Su mano izquierda no sabía lo que hacía su derecha... Isidoro se libró alegando que él no conocía los hechos: otros pagaron

En los 90, en pleno apogeo de su fama y su poder, Isidoro se dejaba caer por Casa Manolo de tarde en tarde. En esos años ya disponía de asesor de imagen y una taberna recién inaugurada por un exiliado retornado de Suiza en un barrio obrero era publicidad que no cabía desaprovechar. En las paredes, enmarcadas, convivían con el “cu–cu” fotos de cuando Manolo atendía el negocio y alguna más reciente colocada por Manolo. Estaban Zubizarreta, Abraham Olano, Juanito Valderrama, Ismael Serrano, Almodóvar, Rossy de Palma… pero ninguna de Isidoro, a pesar de que los flashes lo escoltaban a todos los sitios.

“Un rojo —se lamentaba Ángel con la tres cinco— ...durante años dio el pego haciendo el papel de rojo”“¡Coño!, hasta los suyos se lo creyeron —puso la cinco dos Manolo”. “Ya te digo —habló, ahora sí, Alfonso con la pito dos— hasta el día que renegó del marxismo siguió pareciendo rojo”. Estaba claro que, esa tarde, la clientela pertenecía a una de las generaciones damnificadas por el fraude ideológico de Isidoro, a excepción de Miguel.

Su mano izquierda no sabía lo que hacía su derecha, por eso no se enteró de las elevadas sumas de dinero no justificado que manejaban los suyos, ni de la ingeniería contable que cuadraba facturas y conceptos facturados, ni de los ciudadanos secuestrados, torturados, asesinados y enterrados en cal viva por sus patrullas a las que se les fue de las manos el escarmiento. Isidoro se libró alegando que él no conocía los hechos: otros pagaron.

La partida registraba un contundente cuarenta y ocho a siete a favor de Ángel y Alfonso que acabó siete minutos después en cincuenta a siete.
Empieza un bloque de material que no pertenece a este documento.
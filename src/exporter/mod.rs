//! Export coordination: the single-flight state machine over all formats.
//!
//! The [`ExportCoordinator`] owns the renderer, both encoders and the two
//! output sinks (artifact delivery and report storage). Its methods are split
//! by concern:
//! - [`state`] - Single-flight guard driving `Idle` / `InFlight(format)`
//! - [`pipeline`] - Per-format pipeline steps

mod pipeline;
mod state;

// unwrap/expect are acceptable in tests for concise failure-on-error assertions
#[allow(clippy::unwrap_used, clippy::expect_used)]
#[cfg(test)]
pub(crate) mod test_helpers;
#[allow(clippy::unwrap_used, clippy::expect_used)]
#[cfg(test)]
mod tests;

use std::sync::Arc;
use tokio::sync::{broadcast, watch};

use crate::capture::CaptureEncoder;
use crate::config::Config;
use crate::db::Database;
use crate::error::Result;
use crate::render::TemplateRenderer;
use crate::sink::{ArtifactSink, DirectorySink};
use crate::store::ReportStore;
use crate::tabular::TabularEncoder;
use crate::types::{Event, ExportFormat, ExportOutcome, ExportState, ReportPayload};
use state::InFlightGuard;

/// Export coordinator (cloneable - all fields are shared handles)
///
/// At most one export runs at a time across all formats. A trigger while
/// another export is in flight fails with [`crate::Error::Concurrency`] and
/// leaves the running export untouched.
#[derive(Clone)]
pub struct ExportCoordinator {
    /// Configuration (wrapped in Arc for sharing across tasks)
    pub(crate) config: Arc<Config>,
    /// Lays out reports and holds the active surface
    pub(crate) renderer: Arc<TemplateRenderer>,
    /// Surface to document encoder
    pub(crate) capture: CaptureEncoder,
    /// Report to CSV / spreadsheet encoder
    pub(crate) tabular: TabularEncoder,
    /// Storage backend for the save format
    pub(crate) store: Arc<dyn ReportStore>,
    /// Destination of encoded artifacts
    pub(crate) sink: Arc<dyn ArtifactSink>,
    /// Current export state; receivers drive busy indicators
    pub(crate) state_tx: Arc<watch::Sender<ExportState>>,
    /// Event broadcast channel sender (multiple subscribers supported)
    pub(crate) event_tx: broadcast::Sender<Event>,
}

impl ExportCoordinator {
    /// Create a coordinator over the given storage and delivery backends
    ///
    /// # Errors
    ///
    /// Returns [`crate::Error::Config`] if the configuration is invalid.
    pub fn new(
        config: Config,
        store: Arc<dyn ReportStore>,
        sink: Arc<dyn ArtifactSink>,
    ) -> Result<Self> {
        config.validate()?;

        let renderer = TemplateRenderer::new(&config.product_name, config.capture.load_system_fonts);
        let capture = CaptureEncoder::new(&config.product_name, &config.capture);
        let tabular = TabularEncoder::new(&config.product_name, &config.tabular);

        let (event_tx, _rx) = broadcast::channel(100);

        tracing::info!(
            product = %config.product_name,
            store = store.name(),
            "Export coordinator initialized"
        );

        Ok(Self {
            config: Arc::new(config),
            renderer: Arc::new(renderer),
            capture,
            tabular,
            store,
            sink,
            state_tx: Arc::new(watch::Sender::new(ExportState::Idle)),
            event_tx,
        })
    }

    /// Create a coordinator backed by the configured SQLite database and
    /// output directory
    pub async fn open(config: Config) -> Result<Self> {
        config.validate()?;
        let db = Database::new(&config.persistence.database_path).await?;
        let sink = DirectorySink::new(config.output.output_dir.clone());
        Self::new(config, Arc::new(db), Arc::new(sink))
    }

    /// Export `report` in `format`
    ///
    /// The state is `InFlight(format)` for the duration of the pipeline and
    /// `Idle` again by the time this returns, on every path.
    pub async fn export(
        &self,
        format: ExportFormat,
        report: impl Into<ReportPayload>,
    ) -> Result<ExportOutcome> {
        let report = report.into();
        let guard = InFlightGuard::acquire(&self.state_tx, format).inspect_err(|e| {
            tracing::warn!(format = %format, error = %e, "Export rejected");
        })?;

        tracing::info!(format = %format, kind = ?report.kind(), "Export started");
        self.emit_event(Event::ExportStarted {
            format,
            kind: report.kind(),
        });

        let result = self.run_pipeline(format, &report).await;
        drop(guard);

        match &result {
            Ok(outcome) => {
                tracing::info!(format = %format, "Export completed");
                self.emit_event(Event::ExportCompleted {
                    format,
                    outcome: outcome.clone(),
                });
            }
            Err(e) => {
                tracing::warn!(format = %format, error = %e, "Export failed");
                self.emit_event(Event::ExportFailed {
                    format,
                    code: e.error_code().to_string(),
                    error: e.to_string(),
                });
            }
        }

        result
    }

    /// Current export state
    pub fn state(&self) -> ExportState {
        *self.state_tx.borrow()
    }

    /// Receiver that observes every state transition
    pub fn watch_state(&self) -> watch::Receiver<ExportState> {
        self.state_tx.subscribe()
    }

    /// Subscribe to export events
    pub fn subscribe(&self) -> broadcast::Receiver<Event> {
        self.event_tx.subscribe()
    }

    /// Renderer holding the active report surface
    pub fn renderer(&self) -> &TemplateRenderer {
        &self.renderer
    }

    /// Tear down the active report surface (e.g. the user navigated away)
    ///
    /// A document export whose capture has not finished fails with a render
    /// error; the coordinator still returns to `Idle`.
    pub fn teardown_surface(&self) {
        self.renderer.teardown();
    }

    /// Get the current configuration
    pub fn config(&self) -> &Config {
        &self.config
    }

    pub(crate) fn emit_event(&self, event: Event) {
        // send() returns Err if there are no receivers, which is fine - we just drop the event
        self.event_tx.send(event).ok();
    }
}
La tarde había animado a la clientela que ya ocupaba medio aforo en las mesas y en la barra. Más tarde, zapeando para buscar un partido de fútbol sala, apareció Isidoro en un programa junto al bufón de derechas que lo presentaba. Elevó el volumen y todo el mundo pudo oír el enésimo ataque senil al que fuera su partido. “¡¡Mira el estómago agradecido…!! —gritó una clienta— ¡¡¡Sinvergüenza!!!”.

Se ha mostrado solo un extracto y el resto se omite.